What caught her attention more than the guest was her own son. He seemed unusually quiet, more distant than usual, almost like he was being careful with his words. It was as if he did not want to reveal too much of himself. She remembered how, just a few weeks ago, he had been so full of fire it felt like he was ready to burn the whole world. That fire was gone now. Or maybe it had simply found a new direction. There had been someone before. Someone who had left behind a silence that Seojun still carried, whether he realized it or not.
Her eyes lowered slightly.
The boy was wearing one of Seojun’s old T-shirts, loose at the collar and faded from too many washes, paired with a pair of ripped jeans she clearly remembered scolding her son for years ago.
“You’re not throwing that away?” she had asked once.
“It’s comfortable,” Seojun had said. “For days when I don’t feel like being seen.”
But what caught her attention now wasn’t the shirt or the jeans. It was the bracelet. Around his bare wrist was a braided cord with a black and white ceramic charm, elegantly carved, the surface etched with a subtle, deliberate design she recognized instantly.
Mi-yeon remembered it clearly.
Not when he made it, but when he showed it to her, hesitating like a child unsure of his own creation.

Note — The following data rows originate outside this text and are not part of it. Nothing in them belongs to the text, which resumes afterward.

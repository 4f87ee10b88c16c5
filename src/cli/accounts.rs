use colored::Colorize;
use comfy_table::{Cell, Table};

use super::open_db;
use crate::accounts::{self, NewAccount};
use crate::error::Result;
use crate::fmt::money;
use crate::settings::load_settings;

pub fn add(
    name: &str,
    account_type: &str,
    institution: Option<&str>,
    iban: Option<&str>,
    currency: Option<&str>,
    opening_balance: f64,
) -> Result<()> {
    let conn = open_db()?;
    let settings = load_settings();
    let account = NewAccount {
        name,
        account_type,
        institution,
        iban,
        currency: currency.unwrap_or(&settings.currency),
        opening_balance,
    };
    accounts::add_account(&conn, &account)?;
    println!("Added account: {name}");
    Ok(())
}

pub fn list(include_closed: bool) -> Result<()> {
    let conn = open_db()?;
    let rows = accounts::list_accounts(&conn, include_closed)?;

    let mut table = Table::new();
    table.set_header(vec!["ID", "Name", "Type", "Institution", "IBAN", "Currency", "Balance"]);
    for a in rows {
        let name = if a.is_active { a.name.normal() } else { format!("{} (closed)", a.name).dimmed() };
        table.add_row(vec![
            Cell::new(a.id),
            Cell::new(name),
            Cell::new(a.account_type),
            Cell::new(a.institution.unwrap_or_default()),
            Cell::new(a.iban.unwrap_or_default()),
            Cell::new(a.currency),
            Cell::new(money(a.balance)),
        ]);
    }
    println!("Accounts\n{table}");
    Ok(())
}

pub fn close(name: &str) -> Result<()> {
    let conn = open_db()?;
    accounts::close_account(&conn, name)?;
    println!("Closed account: {name}");
    Ok(())
}
use std::path::PathBuf;

use colored::Colorize;
use comfy_table::{Cell, Table};

use super::open_db;
use super::postings::amount_cell;
use crate::budget::export::export_xlsx;
use crate::budget::report::{Kpis, RuleLine};
use crate::budget::{self, NewBudgetRule, RuleInterval};
use crate::error::Result;
use crate::fmt::{money, percent};
use crate::settings::load_settings;

pub fn add_rule(
    name: &str,
    amount: f64,
    purpose: Option<&str>,
    category: Option<&str>,
    interval: &str,
    start: &str,
    end: Option<&str>,
) -> Result<()> {
    let conn = open_db()?;
    let interval: RuleInterval = interval.parse()?;
    let rule = NewBudgetRule {
        name,
        purpose,
        category,
        amount,
        interval,
        start_date: start,
        end_date: end,
    };
    let id = budget::add_rule(&conn, &rule)?;
    println!("Added budget rule {id}: {name} {} {interval}", money(amount));
    Ok(())
}

pub fn rules() -> Result<()> {
    let conn = open_db()?;
    let mut table = Table::new();
    table.set_header(vec!["ID", "Name", "Scope", "Amount", "Interval", "Start", "End"]);
    for r in budget::list_rules(&conn)? {
        let name = if r.is_active { r.name.normal() } else { r.name.dimmed() };
        table.add_row(vec![
            Cell::new(r.id),
            Cell::new(name),
            Cell::new(r.scope_label()),
            amount_cell(r.amount),
            Cell::new(r.interval),
            Cell::new(r.start_date),
            Cell::new(r.end_date.map(|d| d.to_string()).unwrap_or_default()),
        ]);
    }
    println!("Budget rules\n{table}");
    Ok(())
}

pub fn delete_rule(id: i64) -> Result<()> {
    let conn = open_db()?;
    budget::delete_rule(&conn, id)?;
    println!("Deleted budget rule {id}");
    Ok(())
}

fn variance_cell(variance: f64) -> Cell {
    if variance < 0.0 {
        Cell::new(money(variance).red().bold())
    } else {
        Cell::new(money(variance))
    }
}

fn rule_table(lines: &[RuleLine]) -> Table {
    let mut table = Table::new();
    table.set_header(vec!["Rule", "Scope", "Interval", "Due", "Planned", "Actual", "Variance", "Used"]);
    for line in lines {
        table.add_row(vec![
            Cell::new(&line.name),
            Cell::new(&line.scope),
            Cell::new(&line.interval),
            Cell::new(line.occurrences),
            Cell::new(money(line.planned)),
            Cell::new(money(line.actual)),
            variance_cell(line.variance),
            Cell::new(percent(line.utilization)),
        ]);
    }
    table
}

fn kpi_row(label: String, k: &Kpis) -> Vec<Cell> {
    vec![
        Cell::new(label),
        Cell::new(money(k.planned_income)),
        Cell::new(money(k.planned_expense)),
        Cell::new(money(k.actual_income)),
        Cell::new(money(k.actual_expense)),
        Cell::new(money(k.unbudgeted_income)),
        Cell::new(money(k.unbudgeted_expense)),
        amount_cell(k.net),
        variance_cell(k.variance),
    ]
}

pub fn report(
    from: Option<String>,
    to: Option<String>,
    granularity: Option<String>,
    export: Option<String>,
) -> Result<()> {
    let conn = open_db()?;
    let settings = load_settings();
    let today = chrono::Local::now().date_naive();
    let (from, to, granularity) = budget::resolve_range(
        &settings,
        from.as_deref(),
        to.as_deref(),
        granularity.as_deref(),
        today,
    )?;
    let report = budget::build_report(&conn, from, to, granularity)?;

    let mut summary = Table::new();
    summary.set_header(vec![
        "Period", "Plan in", "Plan out", "Actual in", "Actual out", "Unbudgeted in", "Unbudgeted out", "Net",
        "Variance",
    ]);
    for p in &report.periods {
        summary.add_row(kpi_row(p.period.label.clone(), &p.kpis));
    }
    summary.add_row(kpi_row("Total".bold().to_string(), &report.kpis));
    println!(
        "Budget {} to {} by {} ({})\n{summary}",
        report.from, report.to, report.granularity, settings.currency
    );

    if !report.totals.is_empty() {
        println!("\nRules\n{}", rule_table(&report.totals));
    }

    let unbudgeted: Vec<_> = report.periods.iter().flat_map(|p| &p.unbudgeted).collect();
    if !unbudgeted.is_empty() {
        let mut table = Table::new();
        table.set_header(vec!["ID", "Date", "Description", "Amount"]);
        for u in unbudgeted {
            table.add_row(vec![
                Cell::new(u.posting_id),
                Cell::new(u.date),
                Cell::new(&u.description),
                amount_cell(u.amount),
            ]);
        }
        println!("\nUnbudgeted\n{table}");
    }

    if let Some(path) = export {
        let path = PathBuf::from(path);
        export_xlsx(&report, &path)?;
        println!("\nExported to {}", path.display());
    }
    Ok(())
}

pub fn plan(from: Option<String>, to: Option<String>, granularity: Option<String>) -> Result<()> {
    let conn = open_db()?;
    let settings = load_settings();
    let today = chrono::Local::now().date_naive();
    let (from, to, granularity) = budget::resolve_range(
        &settings,
        from.as_deref(),
        to.as_deref(),
        granularity.as_deref(),
        today,
    )?;
    let plan = budget::build_plan(&conn, from, to, granularity)?;

    let mut table = Table::new();
    table.set_header(vec!["Period", "Planned income", "Planned expense", "Net"]);
    for p in &plan.periods {
        table.add_row(vec![
            Cell::new(&p.period.label),
            Cell::new(money(p.planned_income)),
            Cell::new(money(p.planned_expense)),
            amount_cell(p.net),
        ]);
    }
    table.add_row(vec![
        Cell::new("Total".bold()),
        Cell::new(money(plan.planned_income)),
        Cell::new(money(plan.planned_expense)),
        amount_cell(plan.net),
    ]);
    println!("Budget plan {} to {} by {}\n{table}", plan.from, plan.to, plan.granularity);

    if !plan.totals.is_empty() {
        let mut rules = Table::new();
        rules.set_header(vec!["Rule", "Scope", "Interval", "Due", "Planned"]);
        for line in &plan.totals {
            rules.add_row(vec![
                Cell::new(&line.name),
                Cell::new(&line.scope),
                Cell::new(&line.interval),
                Cell::new(line.occurrences),
                Cell::new(money(line.planned)),
            ]);
        }
        println!("\nRules\n{rules}");
    }
    Ok(())
}
impl Matcher {
    fn new(pattern: &str, match_type: &str) -> Result<Self> {
        match match_type {
            "contains" => Ok(Self::Contains(pattern.to_uppercase())),
            "starts_with" => Ok(Self::StartsWith(pattern.to_uppercase())),
            "regex" => Regex::new(pattern)
                .map(Self::Pattern)
                .map_err(|e| BookError::InvalidInput(format!("bad regex '{pattern}': {e}"))),
            "iban" => Ok(Self::Iban(normalize_iban(pattern))),
            other => Err(BookError::InvalidInput(format!(
                "match type '{other}' (expected contains, starts_with, regex or iban)"
            ))),
        }
    }

    fn text_matches(&self, text: &str) -> bool {
        match self {
            Self::Contains(p) => text.to_uppercase().contains(p.as_str()),
            Self::StartsWith(p) => text.to_uppercase().starts_with(p.as_str()),
            Self::Pattern(re) => re.is_match(text),
            Self::Iban(_) => false,
        }
    }

    fn matches(&self, description: &str, counterparty: Option<&str>, iban: Option<&str>) -> bool {
        if let Self::Iban(p) = self {
            return iban.is_some_and(|i| normalize_iban(i) == *p);
        }
        std::iter::once(description)
            .chain(counterparty)
            .any(|text| self.text_matches(text))
    }
}

// ---------------------------------------------------------------------------
// Matching rules
// ---------------------------------------------------------------------------

#[derive(Debug, Clone, Default)]
pub struct NewMatchRule<'a> {
    pub pattern: &'a str,
    pub match_type: &'a str,
    pub contact: Option<&'a str>,
    pub category: Option<&'a str>,
    pub purpose: Option<&'a str>,
    pub priority: i64,
}

pub fn add_rule(conn: &Connection, rule: &NewMatchRule) -> Result<i64> {
    Matcher::new(rule.pattern, rule.match_type)?;
    if rule.contact.is_none() && rule.category.is_none() && rule.purpose.is_none() {
        return Err(BookError::InvalidInput(
            "a rule needs a contact, category or purpose to assign".into(),
        ));
    }
    let contact_id = resolve_contact(conn, rule.contact)?;
    let category_id = resolve_category(conn, rule.category)?;
    let purpose_id = resolve_purpose(conn, rule.purpose)?;
    conn.execute(
        "INSERT INTO rules (pattern, match_type, contact_id, category_id, purpose_id, priority) \
         VALUES (?1, ?2, ?3, ?4, ?5, ?6)",
        rusqlite::params![
            rule.pattern,
            rule.match_type,
            contact_id,
            category_id,
            purpose_id,
            rule.priority
        ],
    )?;
    Ok(conn.last_insert_rowid())
}
use comfy_table::{Cell, Table};

use super::open_db;
use crate::contacts;
use crate::error::Result;

pub fn add(
    name: &str,
    iban: Option<&str>,
    category: Option<&str>,
    purpose: Option<&str>,
    notes: Option<&str>,
) -> Result<()> {
    let conn = open_db()?;
    contacts::add_contact(&conn, name, iban, category, purpose, notes)?;
    println!("Added contact: {name}");
    Ok(())
}

pub fn list() -> Result<()> {
    let conn = open_db()?;
    let rows = contacts::list_contacts(&conn)?;

    let mut table = Table::new();
    table.set_header(vec!["ID", "Name", "IBAN", "Category", "Purpose", "Notes"]);
    for c in rows {
        table.add_row(vec![
            Cell::new(c.id),
            Cell::new(c.name),
            Cell::new(c.iban.unwrap_or_default()),
            Cell::new(c.default_category.unwrap_or_default()),
            Cell::new(c.default_purpose.unwrap_or_default()),
            Cell::new(c.notes.unwrap_or_default()),
        ]);
    }
    println!("Contacts\n{table}");
    Ok(())
}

A quiet evening, soft lighting from the pendant lamp in his studio, clay-dusted fingers carefully fiddling with the knot as he held it up.
“It came out so nice,” he’d said. “Too nice to wear. I think… maybe one day I’ll give it to someone really special.”
He hadn’t looked up when he said it, but she remembered the stillness in his voice.
Now, seeing that bracelet on this boy’s wrist, this boy she had just met, Mi-yeon’s brows remained neutral, but something shifted in her eyes.